— YOUR TASK —
Repeat exactly the lines from the line containing "let len = ctx.state.buffer.set_all(text);" to the last line of the listing, including both.

____ ENTRIES SUPPLIED

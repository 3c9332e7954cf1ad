//! Content mutation: insert, delete and whole-value replacement.
//!
//! Callback order per primitive:
//! * delete: `will_delete` -> `will_change` -> mutate -> `did_delete`
//! * insert: `will_insert` -> `will_change` -> mutate -> `did_insert`
//!
//! Replacing a selection runs the delete primitive then the insert primitive;
//! the operation closes with a single `on_change`. Mutations are computed on
//! a scratch copy of the buffer so `will_change` sees the exact resulting value
//! and a veto leaves the live buffer untouched.
//!
//! A span that turns out empty (nothing left to remove) fires no hooks.
//!
//! Undo: single-cluster direct typing with no selection coalesces into one
//! typing-run snapshot (a single-cluster backspace joins an active run).
//! Everything else pushes a discrete snapshot once its vetoes have passed.

use super::{EditContext, content_changed, preview};
use core_events::{
    ChangeValueInfo, DeleteDirection, DeleteValueInfo, InputSource, InsertValueInfo, Invalidation,
    PreviewText,
};
use core_model::Affinity;
use core_state::{FieldState, InsertRun, SnapshotKind};
use core_text::{
    Direction, EditError, EditResult, TextRange, cluster_len, expand_to_clusters, step_clusters,
};
use tracing::{debug, trace};

struct DeleteSpan {
    start: usize,
    end: usize,
    /// Offset reported by `will_delete`.
    will_offset: usize,
    /// Caret after the deletion, reported by `did_delete`.
    did_offset: usize,
    direction: DeleteDirection,
}

impl DeleteSpan {
    /// Selection or explicit range removal: reported as a backward delete
    /// from `end` collapsing to `start`.
    fn range(range: TextRange) -> Self {
        Self {
            start: range.start,
            end: range.end,
            will_offset: range.end,
            did_offset: range.start,
            direction: DeleteDirection::Backward,
        }
    }
}

fn record_undo(state: &mut FieldState, coalesce: bool) {
    let snap = state.snapshot(SnapshotKind::Edit);
    if coalesce {
        state.undo.begin_insert_coalescing(snap);
        state.undo.note_insert_edit();
    } else {
        state.undo.push_discrete_edit_snapshot(snap);
    }
}

fn typing_run_active(state: &FieldState) -> bool {
    matches!(state.undo.insert_run(), InsertRun::Active { .. })
}

fn is_single_cluster(text: &str) -> bool {
    let units: Vec<u16> = text.encode_utf16().collect();
    !units.is_empty() && cluster_len(&units, 0, Direction::Forward) == units.len()
}

/// Run the delete primitive. `Ok(false)` when the span holds no text.
fn delete_span(ctx: &mut EditContext<'_>, span: DeleteSpan, coalesce: bool) -> EditResult<bool> {
    let removed = ctx.state.buffer.slice(span.start, span.end)?;
    if removed.is_empty() {
        trace!(target: "actions.dispatch", op = "delete", start = span.start, "empty_span");
        return Ok(false);
    }
    let will = DeleteValueInfo {
        offset: span.will_offset,
        direction: span.direction,
        value: removed.clone(),
    };
    if !ctx.listeners.fire_will_delete(&will) {
        return Err(EditError::Vetoed);
    }

    let mut next = ctx.state.buffer.clone();
    next.delete_range(span.start, span.end)?;
    let change = ChangeValueInfo {
        old_content: ctx.state.buffer.text(),
        value: next.text(),
        range_before: ctx.state.selection.range(),
        range_after: TextRange::caret(span.did_offset),
        old_preview_text: PreviewText::default(),
        preview_text: PreviewText::default(),
    };
    if !ctx.listeners.fire_will_change(&change) {
        return Err(EditError::Vetoed);
    }

    record_undo(ctx.state, coalesce);
    ctx.state.buffer = next;
    let len = ctx.state.len();
    ctx.state.selection.move_caret(span.did_offset, Affinity::Downstream, len);
    ctx.state.revalidate();
    trace!(
        target: "actions.dispatch",
        op = "delete",
        start = span.start,
        end = span.end,
        caret = span.did_offset,
        len,
        "edit"
    );

    ctx.listeners.fire_did_delete(&DeleteValueInfo {
        offset: span.did_offset,
        direction: span.direction,
        value: removed,
    });
    Ok(true)
}

fn insert_text(ctx: &mut EditContext<'_>, at: usize, text: &str, coalesce: bool) -> EditResult<()> {
    let will = InsertValueInfo {
        offset: at,
        value: text.to_owned(),
    };
    if !ctx.listeners.fire_will_insert(&will) {
        return Err(EditError::Vetoed);
    }

    let mut next = ctx.state.buffer.clone();
    let ins = next.insert_sanitized(at, text)?;
    let change = ChangeValueInfo {
        old_content: ctx.state.buffer.text(),
        value: next.text(),
        range_before: ctx.state.selection.range(),
        range_after: TextRange::caret(ins.end),
        old_preview_text: PreviewText::default(),
        preview_text: PreviewText::default(),
    };
    if !ctx.listeners.fire_will_change(&change) {
        return Err(EditError::Vetoed);
    }

    let inserted = next.slice(ins.start, ins.end)?;
    record_undo(ctx.state, coalesce);
    ctx.state.buffer = next;
    let len = ctx.state.len();
    ctx.state.selection.move_caret(ins.end, Affinity::Downstream, len);
    ctx.state.revalidate();
    trace!(target: "actions.dispatch", op = "insert", offset = at, caret = ins.end, len, "edit");

    ctx.listeners.fire_did_insert(&InsertValueInfo {
        offset: ins.end,
        value: inserted,
    });
    Ok(())
}

/// Outcome of a veto after `inv` was already produced by earlier steps.
pub(super) fn vetoed_after(
    ctx: &mut EditContext<'_>,
    inv: Invalidation,
    content_touched: bool,
) -> EditResult<Invalidation> {
    if content_touched {
        ctx.notify_change();
    }
    if inv.is_empty() {
        return Err(EditError::Vetoed);
    }
    debug!(target: "actions.dispatch", "vetoed_after_partial_apply");
    Ok(inv)
}

/// Delete `range` with the range callback shape (backward, `end` then
/// `start`). `Ok(false)` when nothing was removed.
pub(super) fn delete_range_span(ctx: &mut EditContext<'_>, range: TextRange) -> EditResult<bool> {
    if range.is_empty() {
        return Ok(false);
    }
    delete_span(ctx, DeleteSpan::range(range), false)
}

/// Remove the active selection as the first half of a replacement.
fn delete_selection(ctx: &mut EditContext<'_>) -> EditResult<bool> {
    let sel = ctx.state.selection.range();
    delete_range_span(ctx, sel)
}

pub(crate) fn handle_insert(
    ctx: &mut EditContext<'_>,
    text: &str,
    source: InputSource,
) -> EditResult<Invalidation> {
    let mut inv = preview::finish_implicit(ctx)?;

    let replaced = match delete_selection(ctx) {
        Ok(replaced) => replaced,
        Err(EditError::Vetoed) => return vetoed_after(ctx, inv, false),
        Err(e) => return Err(e),
    };
    if replaced {
        inv |= content_changed();
    }

    let at = ctx.state.selection.caret();
    let sanitized = ctx.state.buffer.sanitize(text, 0);
    if sanitized.is_filtered_empty() {
        debug!(
            target: "actions.dispatch",
            reason = %EditError::FilteredEmpty,
            dropped = sanitized.dropped,
            "insert_filtered_empty"
        );
    }
    if sanitized.truncated {
        debug!(
            target: "actions.dispatch",
            kept = sanitized.text.len(),
            "insert_truncated_at_max_length"
        );
    }
    let coalesce =
        !replaced && source == InputSource::Direct && is_single_cluster(&sanitized.text);
    if !coalesce {
        ctx.state.undo.end_insert_coalescing();
    }
    trace!(target: "actions.dispatch", op = "insert_request", ?source, offset = at, "edit");

    match insert_text(ctx, at, &sanitized.text, coalesce) {
        Ok(()) => {
            ctx.notify_change();
            Ok(inv | content_changed())
        }
        Err(EditError::Vetoed) => vetoed_after(ctx, inv, replaced),
        Err(e) => Err(e),
    }
}

fn handle_delete(
    ctx: &mut EditContext<'_>,
    count: usize,
    direction: Direction,
) -> EditResult<Invalidation> {
    let inv = preview::finish_implicit(ctx)?;

    let span = if ctx.state.selection.has_selection() {
        DeleteSpan::range(ctx.state.selection.range())
    } else {
        let caret = ctx.state.selection.caret();
        let units = ctx.state.buffer.units();
        let target = step_clusters(&units, caret, count, direction);
        if target == caret {
            return Ok(inv);
        }
        match direction {
            Direction::Backward => DeleteSpan {
                start: target,
                end: caret,
                will_offset: caret,
                did_offset: target,
                direction: DeleteDirection::Backward,
            },
            Direction::Forward => DeleteSpan {
                start: caret,
                end: target,
                will_offset: caret,
                did_offset: caret,
                direction: DeleteDirection::Forward,
            },
        }
    };
    let coalesce = direction == Direction::Backward
        && count == 1
        && !ctx.state.selection.has_selection()
        && typing_run_active(ctx.state);

    let outcome = delete_span(ctx, span, coalesce);
    settle_delete(ctx, inv, outcome)
}

fn settle_delete(
    ctx: &mut EditContext<'_>,
    inv: Invalidation,
    outcome: EditResult<bool>,
) -> EditResult<Invalidation> {
    match outcome {
        Ok(true) => {
            ctx.notify_change();
            Ok(inv | content_changed())
        }
        Ok(false) => Ok(inv),
        Err(EditError::Vetoed) => vetoed_after(ctx, inv, false),
        Err(e) => Err(e),
    }
}

pub(crate) fn handle_delete_backward(
    ctx: &mut EditContext<'_>,
    count: usize,
) -> EditResult<Invalidation> {
    handle_delete(ctx, count, Direction::Backward)
}

pub(crate) fn handle_delete_forward(
    ctx: &mut EditContext<'_>,
    count: usize,
) -> EditResult<Invalidation> {
    handle_delete(ctx, count, Direction::Forward)
}

/// Ends falling inside a cluster widen to the whole cluster.
pub(crate) fn handle_delete_range(
    ctx: &mut EditContext<'_>,
    start: usize,
    end: usize,
) -> EditResult<Invalidation> {
    let len = ctx.state.len();
    if start > end || end > len {
        return Err(EditError::invalid_range(start, end, len));
    }
    let inv = preview::finish_implicit(ctx)?;
    let (start, end) = expand_to_clusters(&ctx.state.buffer.units(), start, end);
    let outcome = delete_range_span(ctx, TextRange::new(start, end));
    settle_delete(ctx, inv, outcome)
}

/// Programmatic whole-value replacement. Not a user edit: no `will`/`did`
/// hooks, only the terminal `on_change`. Any composition is dropped.
pub(crate) fn handle_set_value(ctx: &mut EditContext<'_>, text: &str) -> EditResult<Invalidation> {
    let mut inv = content_changed();
    if ctx.state.preview.is_active() {
        inv |= Invalidation::PREVIEW;
    }
    record_undo(ctx.state, false);
    ctx.state.preview.reset();
    let len = ctx.state.buffer.set_all(text);
    ctx.state.selection.move_caret(len, Affinity::Downstream, len);
    ctx.state.revalidate();
    trace!(target: "actions.dispatch", op = "set_value", len, "edit");
    ctx.notify_change();
    Ok(inv)
}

________

— SOLUTION TO THIS EXERCISE —
    let len = ctx.state.buffer.set_all(text);
    ctx.state.selection.move_caret(len, Affinity::Downstream, len);
    ctx.state.revalidate();
    trace!(target: "actions.dispatch", op = "set_value", len, "edit");
    ctx.notify_change();
    Ok(inv)
}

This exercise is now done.